[DATA EXTRACT — start]

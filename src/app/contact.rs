use leptos::{either::Either, ev::SubmitEvent, prelude::*};

use crate::contact::{ContactEvent, ContactForm, Effect, Field, FormHandle, SubmissionStatus};
#[cfg(feature = "hydrate")]
use crate::contact::{ContactDriver, HttpTransport, ResetTimer, API_BASE_URL};
use crate::content::{Section, CONTACT_EMAIL, LOCATION};
use crate::theme::use_theme;

use super::footer::SocialIcons;
use super::section::SectionHeader;

impl FormHandle for RwSignal<ContactForm> {
    fn dispatch(&self, event: ContactEvent) -> Option<Effect> {
        self.try_update(|form| form.dispatch(event)).flatten()
    }

    fn status(&self) -> SubmissionStatus {
        self.with_untracked(|form| form.status().clone())
    }
}

/// Browser `setTimeout`, cancelled through its handle.
#[cfg(feature = "hydrate")]
#[derive(Debug, Clone, Copy)]
struct BrowserTimer;

#[cfg(feature = "hydrate")]
impl ResetTimer for BrowserTimer {
    type Handle = TimeoutHandle;

    fn start<F>(&self, after: std::time::Duration, on_expire: F) -> Option<TimeoutHandle>
    where
        F: FnOnce() + Send + 'static,
    {
        set_timeout_with_handle(on_expire, after).ok()
    }

    fn cancel(&self, handle: TimeoutHandle) {
        handle.clear();
    }
}

#[component]
pub fn Contact() -> impl IntoView {
    let theme = use_theme();
    let form = RwSignal::new(ContactForm::new());
    #[cfg(feature = "hydrate")]
    let driver = ContactDriver::new(form, HttpTransport::new(&API_BASE_URL), BrowserTimer);
    let muted = move || theme.get().pick("text-gray-400", "text-gray-500");
    let strong = move || theme.get().pick("text-white", "text-gray-900");

    let on_submit = move |ev: SubmitEvent| {
        ev.prevent_default();
        // submissions only happen in the browser
        #[cfg(feature = "hydrate")]
        if let Some(submission) = driver.begin() {
            let driver = driver.clone();
            leptos::task::spawn_local(async move {
                driver.deliver(submission).await;
            });
        }
    };
    let is_pending = move || form.with(|f| f.status().is_pending());

    view! {
        <section
            id=Section::Contact.id()
            class=move || format!("py-24 px-4 {}", theme.get().pick("bg-surface-dark-2", "bg-gray-50"))
        >
            <div class="max-w-6xl mx-auto">
                <SectionHeader
                    lead="Get in"
                    accent="Touch"
                    blurb="Have a project in mind or want to collaborate? Feel free to reach out!"
                />
                <div class="grid lg:grid-cols-5 gap-12">
                    <div class="lg:col-span-2 space-y-8 fade-in-left">
                        <div>
                            <h3 class=move || format!("text-xl font-bold mb-6 {}", strong())>
                                "Let's connect"
                            </h3>
                            <div class="space-y-5">
                                <InfoRow
                                    glyph="✉"
                                    gradient="from-primary to-accent"
                                    label="Email"
                                    value=CONTACT_EMAIL
                                />
                                <InfoRow
                                    glyph="📍"
                                    gradient="from-emerald-500 to-teal-600"
                                    label="Location"
                                    value=LOCATION
                                />
                            </div>
                        </div>
                        <div>
                            <h4 class=move || {
                                format!(
                                    "text-sm font-semibold mb-4 uppercase tracking-wider {}",
                                    muted(),
                                )
                            }>"Follow Me"</h4>
                            <div class="flex gap-3">
                                <SocialIcons />
                            </div>
                        </div>
                    </div>
                    <div class="lg:col-span-3 fade-in-right">
                        <form
                            on:submit=on_submit
                            class=move || {
                                format!(
                                    "glass rounded-2xl p-6 sm:p-8 {}",
                                    theme.get().pick("", "bg-white/80 border-gray-200/50"),
                                )
                            }
                        >
                            <div class="grid sm:grid-cols-2 gap-4 mb-4">
                                <TextField
                                    form
                                    field=Field::Name
                                    label="Name"
                                    kind="text"
                                    placeholder="John Doe"
                                />
                                <TextField
                                    form
                                    field=Field::Email
                                    label="Email"
                                    kind="email"
                                    placeholder="john@example.com"
                                />
                            </div>
                            <div class="mb-4">
                                <TextField
                                    form
                                    field=Field::Subject
                                    label="Subject"
                                    kind="text"
                                    placeholder="Project Collaboration"
                                />
                            </div>
                            <div class="mb-6">
                                <FieldLabel text="Message" />
                                <textarea
                                    name="message"
                                    required=true
                                    rows="5"
                                    placeholder="Tell me about your project..."
                                    class=move || format!("{} resize-none", input_class(theme.get()))
                                    prop:value=move || form.with(|f| f.message().message.clone())
                                    on:input=move |ev| {
                                        form.update(|f| {
                                            f.dispatch(ContactEvent::Edit(Field::Message, event_target_value(&ev)));
                                        })
                                    }
                                ></textarea>
                            </div>
                            <button
                                type="submit"
                                disabled=is_pending
                                class="w-full py-3.5 bg-gradient-to-r from-primary to-accent rounded-xl text-white font-semibold shadow-lg shadow-primary/25 hover:shadow-xl hover:shadow-primary/30 transition-shadow flex items-center justify-center gap-2 disabled:opacity-60 disabled:cursor-not-allowed"
                            >
                                {move || {
                                    if is_pending() {
                                        Either::Left(
                                            view! {
                                                <div class="w-5 h-5 border-2 border-white/30 border-t-white rounded-full animate-spin" />
                                                "Sending..."
                                            },
                                        )
                                    } else {
                                        Either::Right("➤ Send Message")
                                    }
                                }}
                            </button>
                            <div aria-live="polite">
                                {move || match form.with(|f| f.status().clone()) {
                                    SubmissionStatus::Success => {
                                        Some(
                                            Either::Left(
                                                view! {
                                                    <div class="mt-4 flex items-center gap-2 px-4 py-3 bg-emerald-500/10 border border-emerald-500/20 text-emerald-400 rounded-xl text-sm fade-in-up">
                                                        "✓ Message sent successfully! I'll get back to you soon."
                                                    </div>
                                                },
                                            ),
                                        )
                                    }
                                    SubmissionStatus::Failure(msg) => {
                                        Some(
                                            Either::Right(
                                                view! {
                                                    <div class="mt-4 flex items-center gap-2 px-4 py-3 bg-red-500/10 border border-red-500/20 text-red-400 rounded-xl text-sm fade-in-up">
                                                        "⚠ " {msg}
                                                    </div>
                                                },
                                            ),
                                        )
                                    }
                                    SubmissionStatus::Idle | SubmissionStatus::Pending => None,
                                }}
                            </div>
                        </form>
                    </div>
                </div>
            </div>
        </section>
    }
}

fn input_class(theme: crate::theme::Theme) -> String {
    format!(
        "w-full px-4 py-3 rounded-xl text-sm outline-none transition-all duration-300 focus:ring-2 focus:ring-primary/50 {}",
        theme.pick(
            "bg-white/5 border border-white/10 text-white placeholder-gray-500 focus:bg-white/10",
            "bg-gray-50 border border-gray-200 text-gray-900 placeholder-gray-400 focus:bg-white focus:border-primary/30",
        )
    )
}

#[component]
fn FieldLabel(text: &'static str) -> impl IntoView {
    let theme = use_theme();
    view! {
        <label class=move || {
            format!(
                "text-xs font-semibold uppercase tracking-wider mb-1.5 block {}",
                theme.get().pick("text-gray-400", "text-gray-500"),
            )
        }>{text}</label>
    }
}

#[component]
fn TextField(
    form: RwSignal<ContactForm>,
    field: Field,
    label: &'static str,
    kind: &'static str,
    placeholder: &'static str,
) -> impl IntoView {
    let theme = use_theme();
    view! {
        <div>
            <FieldLabel text=label />
            <input
                type=kind
                name=label.to_lowercase()
                required=true
                placeholder=placeholder
                class=move || input_class(theme.get())
                prop:value=move || form.with(|f| f.message().field(field).to_string())
                on:input=move |ev| {
                    form.update(|f| {
                        f.dispatch(ContactEvent::Edit(field, event_target_value(&ev)));
                    })
                }
            />
        </div>
    }
}

#[component]
fn InfoRow(
    glyph: &'static str,
    gradient: &'static str,
    label: &'static str,
    value: &'static str,
) -> impl IntoView {
    let theme = use_theme();
    view! {
        <div class="flex items-center gap-4">
            <div class=format!(
                "w-11 h-11 rounded-xl bg-gradient-to-r {gradient} flex items-center justify-center text-white shrink-0",
            )>{glyph}</div>
            <div>
                <p class=move || {
                    format!("text-sm {}", theme.get().pick("text-gray-400", "text-gray-500"))
                }>{label}</p>
                <p class=move || {
                    format!(
                        "font-medium text-sm {}",
                        theme.get().pick("text-white", "text-gray-900"),
                    )
                }>{value}</p>
            </div>
        </div>
    }
}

[DATA EXTRACT — finish]

_DIRECTIONS_. Search the listing for the string "tracking". Copy each line where it is found.

_WRITTEN ANSWER_.
                                    "text-sm font-semibold mb-4 uppercase tracking-wider {}",
                "text-xs font-semibold uppercase tracking-wider mb-1.5 block {}",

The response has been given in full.